Segment Open
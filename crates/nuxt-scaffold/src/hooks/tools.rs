//! Process-backed project tools
//!
//! Runs git and the package managers in the generated project, streaming
//! their output straight to the terminal.

use super::post::ProjectTools;
use crate::answers::PackageManager;
use anyhow::{Context, Result};
use colored::Colorize;
use std::path::Path;
use std::process::{Command, ExitStatus, Stdio};

/// [`ProjectTools`] backed by real subprocesses
#[derive(Debug, Clone, Default)]
pub struct SystemTools {
    /// Print each command before running it
    pub echo: bool,
}

impl SystemTools {
    pub fn new(echo: bool) -> Self {
        Self { echo }
    }

    /// Run `program args..` in `dir` with inherited stdio and wait for it
    fn run(&self, program: &str, args: &[&str], dir: &Path) -> Result<ExitStatus> {
        let command_line = std::iter::once(program)
            .chain(args.iter().copied())
            .collect::<Vec<_>>()
            .join(" ");
        if self.echo {
            println!("{} {}", "Running:".dimmed(), command_line.yellow());
        }
        tracing::info!(command = %command_line, dir = %dir.display(), "running command");

        Command::new(program)
            .args(args)
            .current_dir(dir)
            .stdin(Stdio::inherit())
            .stdout(Stdio::inherit())
            .stderr(Stdio::inherit())
            .status()
            .with_context(|| format!("Failed to run `{}` in {}", command_line, dir.display()))
    }

    /// Run and require a successful exit
    fn run_checked(&self, program: &str, args: &[&str], dir: &Path) -> Result<()> {
        let status = self.run(program, args, dir)?;
        if !status.success() {
            anyhow::bail!(
                "`{} {}` failed with exit code: {}",
                program,
                args.join(" "),
                status.code().unwrap_or(-1)
            );
        }
        Ok(())
    }
}

impl ProjectTools for SystemTools {
    fn git_init(&mut self, dir: &Path) -> Result<()> {
        self.run_checked("git", &["init"], dir)
    }

    fn npm_install(&mut self, dir: &Path) -> Result<()> {
        self.run_checked("npm", &["install"], dir)
    }

    fn yarn_install(&mut self, dir: &Path) -> Result<()> {
        self.run_checked("yarn", &["install"], dir)
    }

    fn lint_fix(&mut self, pm: PackageManager, dir: &Path) -> Result<Option<i32>> {
        let status = self.run(pm.as_str(), &["run", "lint", "--", "--fix"], dir)?;
        Ok(status.code())
    }
}
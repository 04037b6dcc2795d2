//! Template resolution
//!
//! This module provides:
//! - The filter table deciding which template files are kept
//! - The path mapping relocating kept files into the project
//! - The plan combining both for the rendering engine

pub mod filters;
pub mod mapping;
pub mod plan;

use crate::answers::AnswerSet;
use crate::config::ScaffoldConfig;
use anyhow::Result;

pub use filters::{FilterRule, FilterTable, Predicate, NUXT_FILTER_RULES};
pub use mapping::{expand, list_files, select_framework, PathMapping};
pub use plan::{Plan, PlannedFile};

/// Resolves filters and path mappings against one template tree
#[derive(Debug, Clone)]
pub struct Resolver {
    config: ScaffoldConfig,
    filters: FilterTable,
}

impl Resolver {
    /// Create a resolver using the Nuxt filter rules
    pub fn new(config: ScaffoldConfig) -> Result<Self> {
        Ok(Self::with_filters(config, FilterTable::nuxt()?))
    }

    pub fn with_filters(config: ScaffoldConfig, filters: FilterTable) -> Self {
        Self { config, filters }
    }

    pub fn config(&self) -> &ScaffoldConfig {
        &self.config
    }

    pub fn filters(&self) -> &FilterTable {
        &self.filters
    }

    /// Whether the template file at `path` should be generated
    pub fn is_included(&self, path: &str, answers: &AnswerSet) -> bool {
        self.filters.is_included(path, answers)
    }

    /// Source to destination mapping for `answers`
    pub fn resolve(&self, answers: &AnswerSet) -> Result<PathMapping> {
        mapping::resolve(&self.config.template_root, answers)
    }

    /// Everything the engine needs to render the project
    pub fn plan(&self, answers: &AnswerSet) -> Result<Plan> {
        Plan::build(self, answers)
    }
}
Segment Closed
Work to complete
Repeat the data. Leave nothing out and change nothing.

Solution for this exercise
filename crates/nuxt-scaffold/src/hooks/tools.rs
//! Process-backed project tools
//!
//! Runs git and the package managers in the generated project, streaming
//! their output straight to the terminal.

use super::post::ProjectTools;
use crate::answers::PackageManager;
use anyhow::{Context, Result};
use colored::Colorize;
use std::path::Path;
use std::process::{Command, ExitStatus, Stdio};

/// [`ProjectTools`] backed by real subprocesses
#[derive(Debug, Clone, Default)]
pub struct SystemTools {
    /// Print each command before running it
    pub echo: bool,
}

impl SystemTools {
    pub fn new(echo: bool) -> Self {
        Self { echo }
    }

    /// Run `program args..` in `dir` with inherited stdio and wait for it
    fn run(&self, program: &str, args: &[&str], dir: &Path) -> Result<ExitStatus> {
        let command_line = std::iter::once(program)
            .chain(args.iter().copied())
            .collect::<Vec<_>>()
            .join(" ");
        if self.echo {
            println!("{} {}", "Running:".dimmed(), command_line.yellow());
        }
        tracing::info!(command = %command_line, dir = %dir.display(), "running command");

        Command::new(program)
            .args(args)
            .current_dir(dir)
            .stdin(Stdio::inherit())
            .stdout(Stdio::inherit())
            .stderr(Stdio::inherit())
            .status()
            .with_context(|| format!("Failed to run `{}` in {}", command_line, dir.display()))
    }

    /// Run and require a successful exit
    fn run_checked(&self, program: &str, args: &[&str], dir: &Path) -> Result<()> {
        let status = self.run(program, args, dir)?;
        if !status.success() {
            anyhow::bail!(
                "`{} {}` failed with exit code: {}",
                program,
                args.join(" "),
                status.code().unwrap_or(-1)
            );
        }
        Ok(())
    }
}

impl ProjectTools for SystemTools {
    fn git_init(&mut self, dir: &Path) -> Result<()> {
        self.run_checked("git", &["init"], dir)
    }

    fn npm_install(&mut self, dir: &Path) -> Result<()> {
        self.run_checked("npm", &["install"], dir)
    }

    fn yarn_install(&mut self, dir: &Path) -> Result<()> {
        self.run_checked("yarn", &["install"], dir)
    }

    fn lint_fix(&mut self, pm: PackageManager, dir: &Path) -> Result<Option<i32>> {
        let status = self.run(pm.as_str(), &["run", "lint", "--", "--fix"], dir)?;
        Ok(status.code())
    }
}
repository 04037b6dcc2795d2
//! Template resolution
//!
//! This module provides:
//! - The filter table deciding which template files are kept
//! - The path mapping relocating kept files into the project
//! - The plan combining both for the rendering engine

pub mod filters;
pub mod mapping;
pub mod plan;

use crate::answers::AnswerSet;
use crate::config::ScaffoldConfig;
use anyhow::Result;

pub use filters::{FilterRule, FilterTable, Predicate, NUXT_FILTER_RULES};
pub use mapping::{expand, list_files, select_framework, PathMapping};
pub use plan::{Plan, PlannedFile};

/// Resolves filters and path mappings against one template tree
#[derive(Debug, Clone)]
pub struct Resolver {
    config: ScaffoldConfig,
    filters: FilterTable,
}

impl Resolver {
    /// Create a resolver using the Nuxt filter rules
    pub fn new(config: ScaffoldConfig) -> Result<Self> {
        Ok(Self::with_filters(config, FilterTable::nuxt()?))
    }

    pub fn with_filters(config: ScaffoldConfig, filters: FilterTable) -> Self {
        Self { config, filters }
    }

    pub fn config(&self) -> &ScaffoldConfig {
        &self.config
    }

    pub fn filters(&self) -> &FilterTable {
        &self.filters
    }

    /// Whether the template file at `path` should be generated
    pub fn is_included(&self, path: &str, answers: &AnswerSet) -> bool {
        self.filters.is_included(path, answers)
    }

    /// Source to destination mapping for `answers`
    pub fn resolve(&self, answers: &AnswerSet) -> Result<PathMapping> {
        mapping::resolve(&self.config.template_root, answers)
    }

    /// Everything the engine needs to render the project
    pub fn plan(&self, answers: &AnswerSet) -> Result<Plan> {
        Plan::build(self, answers)
    }
}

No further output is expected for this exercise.